Observers assume that the alternative is between a rock and a hard place: strong centrally banked notes backed by global currencies versus nonfungible, volatile, local African money. But that’s not the exchange. It is, instead, a choice between the Devil and the deep blue sea. It is increasingly likely that the much-troubled post-Brexit EU will falter (and with it, the euro) than proceed immutably.

It will probably survive as a currency, but few remember that the euro is only twenty years old, was trading at just $0.86 in 2003, was nearly twice this price in 2008, and is now back at nearly a dollar. It could yet fall to $0.50. Economies in Africa would fall with France’s.

Better to choose the deep blue sea by cutting the euro out and choosing a future that looks toward Africa’s digital and demographic destiny: A multi currency universe based on mutuality.

Currently, Africa has 200 million people aged between 15 and 24, making Africa the continent with the youngest population in the world. This specific age bracket represents the population that is aging into the workforce, and entering the economy for the first time. This population is uniquely predisposed to accept tech solutions and is seen as an area for the economy to grow, given the digital payments and e-commerce sectors.

What Africans need is less focus on rigid institutions set up nearly a century ago by colonial powers. These institutions have failed to deliver lasting economic prosperity, and their new “solutions” are inadequate for the modern global economy. What is needed are decentralized and transparent systems that anyone can enter for access to financial autonomy.

The views, thoughts and opinions expressed here are the author’s alone and do not necessarily reflect or represent the views and opinions of Cointelegraph.
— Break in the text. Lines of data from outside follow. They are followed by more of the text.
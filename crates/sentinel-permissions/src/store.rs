//! Live permission state.
//!
//! Profiles are published as immutable `Arc<Profile>` snapshots, one slot
//! per profile. Writers to a profile serialize on that slot's writer lock and
//! publish a complete new snapshot, so readers see either the old or the new
//! state of a batch and never a partial one.
//!
//! Lock order is: profile writer lock, then the group graph lock, then a
//! slot's snapshot lock. Readers hold the graph read lock across lookup,
//! compute and cache insert; group writers invalidate affected profiles
//! before releasing the graph write lock. Profile changes need no graph
//! lock to publish because every snapshot carries a new revision and the
//! cache only serves entries stamped with the current one.

use dashmap::DashMap;
use std::collections::HashSet;
use std::sync::atomic::{AtomicU64, Ordering};
use std::sync::{Arc, Mutex, MutexGuard, RwLock, RwLockReadGuard, RwLockWriteGuard};

use crate::cache::CacheStats;
use crate::error::{PermissionError, PermissionResult};
use crate::evaluator::{Decision, PermissionEvaluator};
use crate::group::{Group, GroupGraph, GroupId};
use crate::node::PermissionNode;
use crate::profile::{Profile, ProfileId, ProfileMutation};
use crate::resolver::EffectiveSet;
use crate::settings::PermissionSettings;

fn storage_error(e: impl std::fmt::Display) -> PermissionError {
    PermissionError::Storage(e.to_string())
}

/// One loaded profile.
#[derive(Debug)]
struct ProfileSlot {
    current: RwLock<Arc<Profile>>,
    writer: Mutex<()>,
}

impl ProfileSlot {
    fn new(profile: Arc<Profile>) -> Self {
        Self {
            current: RwLock::new(profile),
            writer: Mutex::new(()),
        }
    }

    fn snapshot(&self) -> Arc<Profile> {
        let current = self.current.read().unwrap_or_else(|e| {
            tracing::warn!("Profile slot read lock poisoned, recovering");
            e.into_inner()
        });
        Arc::clone(&current)
    }

    fn lock_writer(&self) -> PermissionResult<MutexGuard<'_, ()>> {
        self.writer.lock().map_err(storage_error)
    }

    fn publish(&self, profile: Arc<Profile>) -> PermissionResult<()> {
        let mut current = self.current.write().map_err(storage_error)?;
        *current = profile;
        Ok(())
    }
}

/// A profile change computed against a known snapshot but not yet published.
///
/// Produced by [`PermissionStore::stage`] and published with
/// [`PermissionStore::commit`], which fails if another writer published in
/// between.
#[derive(Debug, Clone)]
pub struct StagedProfile {
    profile: Profile,
    base_revision: u64,
    changed: bool,
}

impl StagedProfile {
    /// The profile as it will look once committed.
    #[must_use]
    pub fn profile(&self) -> &Profile {
        &self.profile
    }

    /// Revision of the snapshot the change was computed from.
    #[must_use]
    pub fn base_revision(&self) -> u64 {
        self.base_revision
    }

    /// Whether committing would change anything.
    #[must_use]
    pub fn is_changed(&self) -> bool {
        self.changed
    }
}

/// Loaded profiles, the group graph, and the evaluator that answers checks
/// against them.
pub struct PermissionStore {
    profiles: DashMap<ProfileId, Arc<ProfileSlot>>,
    groups: RwLock<GroupGraph>,
    evaluator: PermissionEvaluator,
    revisions: AtomicU64,
}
Chris Cleverly, a barrister by profession, has made it his mission to help bring development mechanisms to Africa which can empower Africans to seize their own destiny. His journey on this mission began during the 1990s when he attended King’s Law College and became a barrister. After graduating, he founded the Trafalgar Chambers in the U.K., and became the youngest head of chambers in over a century. In 2005, he founded the Made In Africa Foundation, an organization he has guided to fulfill his dream of bringing systemic infrastructure change to Africa. Today, he is CEO of Kamari, a blockchain project looking to build an ecosystem of mobile gaming and payments for one billion people across Africa.